Problem description –
From the top of the records below, return each line exactly, ending with the line that contains "tuning action adjusts.".

▶

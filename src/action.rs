//! # Stage: Tuning Actions
//!
//! ## Responsibility
//! The unit of remediation work: what kind of adjustment to make, which
//! effector category carries it out, and where the action currently sits
//! in its lifecycle.
//!
//! ## Guarantees
//! - Status transitions are one-way once a terminal state is reached
//! - Every action records both the value it moves from and the value it
//!   moves toward, so a rollback can restore the original target
//!
//! ## NOT Responsible For
//! - Choosing which actions to emit (generator)
//! - Applying actions to the running system (executor / effectors)

use std::fmt;

use serde::{Deserialize, Serialize};
use uuid::Uuid;

use crate::metrics::{now_ms, PerformanceMetrics};

// ---------------------------------------------------------------------------
// ActionKind — what is being adjusted
// ---------------------------------------------------------------------------

/// The dimension a tuning action adjusts.
#[derive(Debug, Clone, Copy, PartialEq, Eq, Hash, Serialize, Deserialize)]
pub enum ActionKind {
    AdjustResponseTime,
    AdjustThroughput,
    AdjustCpu,
    AdjustMemory,
}

impl ActionKind {
    pub fn name(&self) -> &'static str {
        match self {
            ActionKind::AdjustResponseTime => "adjust_response_time",
            ActionKind::AdjustThroughput => "adjust_throughput",
            ActionKind::AdjustCpu => "adjust_cpu",
            ActionKind::AdjustMemory => "adjust_memory",
        }
    }

    /// The tunable the action writes, as published to effectors.
    pub fn parameter(&self) -> &'static str {
        match self {
            ActionKind::AdjustResponseTime => "response_time_target_ms",
            ActionKind::AdjustThroughput => "throughput_target_rps",
            ActionKind::AdjustCpu => "cpu_usage_target_pct",
            ActionKind::AdjustMemory => "memory_usage_target_pct",
        }
    }

    /// Which effector family handles this kind of adjustment.
    pub fn category(&self) -> ActionCategory {
        match self {
            ActionKind::AdjustResponseTime => ActionCategory::Latency,
            ActionKind::AdjustThroughput => ActionCategory::Throughput,
            ActionKind::AdjustCpu | ActionKind::AdjustMemory => ActionCategory::Resource,
        }
    }
}

impl fmt::Display for ActionKind {
    fn fmt(&self, f: &mut fmt::Formatter<'_>) -> fmt::Result {
        write!(f, "{}", self.name())
    }
}

// ---------------------------------------------------------------------------
// ActionCategory — which effector family applies it
// ---------------------------------------------------------------------------

/// Effector families. Each registered effector claims exactly one.
#[derive(Debug, Clone, Copy, PartialEq, Eq, Hash, Serialize, Deserialize)]
pub enum ActionCategory {
    Latency,
    Throughput,
    Resource,
}

impl ActionCategory {
    pub fn name(&self) -> &'static str {
        match self {
            ActionCategory::Latency => "latency",
            ActionCategory::Throughput => "throughput",
            ActionCategory::Resource => "resource",
        }
    }
}

impl fmt::Display for ActionCategory {
    fn fmt(&self, f: &mut fmt::Formatter<'_>) -> fmt::Result {
        write!(f, "{}", self.name())
    }
}

// ---------------------------------------------------------------------------
// ActionStatus — lifecycle
// ---------------------------------------------------------------------------

/// Where an action sits in its lifecycle.
#[derive(Debug, Clone, Copy, PartialEq, Eq, Serialize, Deserialize)]
pub enum ActionStatus {
    /// Generated, not yet picked up by the session worker.
    Pending,
    /// Handed to an effector, outcome not yet scored.
    Executing,
    /// Applied and kept; the post-apply score cleared the rollback bar.
    Completed,
    /// The effector rejected the change or no effector was registered.
    Failed,
    /// Applied, scored as a regression, and reverted.
    RolledBack,
}

impl ActionStatus {
    pub fn name(&self) -> &'static str {
        match self {
            ActionStatus::Pending => "pending",
            ActionStatus::Executing => "executing",
            ActionStatus::Completed => "completed",
            ActionStatus::Failed => "failed",
            ActionStatus::RolledBack => "rolled_back",
        }
    }

    /// Terminal statuses never transition again.
    pub fn is_terminal(&self) -> bool {
        matches!(
            self,
            ActionStatus::Completed | ActionStatus::Failed | ActionStatus::RolledBack
        )
    }
}

impl fmt::Display for ActionStatus {
    fn fmt(&self, f: &mut fmt::Formatter<'_>) -> fmt::Result {
        write!(f, "{}", self.name())
    }
}

// ---------------------------------------------------------------------------
// TuningAction
// ---------------------------------------------------------------------------

/// One concrete adjustment: move `parameter` from `old_value` to
/// `new_value`. On rollback the two are swapped so the record always
/// reads as "what is in effect now" vs "what it was before". The executor
/// fills in `before`, `after`, and `improvement_pct` as it runs; a
/// rolled-back action keeps the improvement it measured.
#[derive(Debug, Clone, PartialEq, Serialize, Deserialize)]
pub struct TuningAction {
    pub id: String,
    pub session_id: String,
    pub kind: ActionKind,
    /// Effector routing key, derived from `kind` at creation.
    pub category: ActionCategory,
    /// The tunable being written, e.g. `response_time_target_ms`.
    pub parameter: String,
    /// Value in effect before the action ran.
    pub old_value: f64,
    /// Value the action moves the tunable to.
    pub new_value: f64,
    /// Snapshot captured immediately before the effector applied the change.
    pub before: Option<PerformanceMetrics>,
    /// Snapshot captured after the change took effect.
    pub after: Option<PerformanceMetrics>,
    /// Measured improvement for this action, in percent.
    pub improvement_pct: f64,
    pub status: ActionStatus,
    pub created_at_ms: u64,
}

impl TuningAction {
    pub fn new(session_id: &str, kind: ActionKind, old_value: f64, new_value: f64) -> Self {
        Self {
            id: Uuid::new_v4().to_string(),
            session_id: session_id.to_string(),
            kind,
            category: kind.category(),
            parameter: kind.parameter().to_string(),
            old_value,
            new_value,
            before: None,
            after: None,
            improvement_pct: 0.0,
            status: ActionStatus::Pending,
            created_at_ms: now_ms(),
        }
    }
}

// ---------------------------------------------------------------------------
// Tests
// ---------------------------------------------------------------------------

◀

Your response –
filename src/action.rs
//! # Stage: Tuning Actions
//!
//! ## Responsibility
//! The unit of remediation work: what kind of adjustment to make, which
//! effector category carries it out, and where the action currently sits
//! in its lifecycle.
//!
//! ## Guarantees
//! - Status transitions are one-way once a terminal state is reached
//! - Every action records both the value it moves from and the value it
//!   moves toward, so a rollback can restore the original target
//!
//! ## NOT Responsible For
//! - Choosing which actions to emit (generator)
//! - Applying actions to the running system (executor / effectors)

use std::fmt;

use serde::{Deserialize, Serialize};
use uuid::Uuid;

use crate::metrics::{now_ms, PerformanceMetrics};

// ---------------------------------------------------------------------------
// ActionKind — what is being adjusted
// ---------------------------------------------------------------------------

/// The dimension a tuning action adjusts.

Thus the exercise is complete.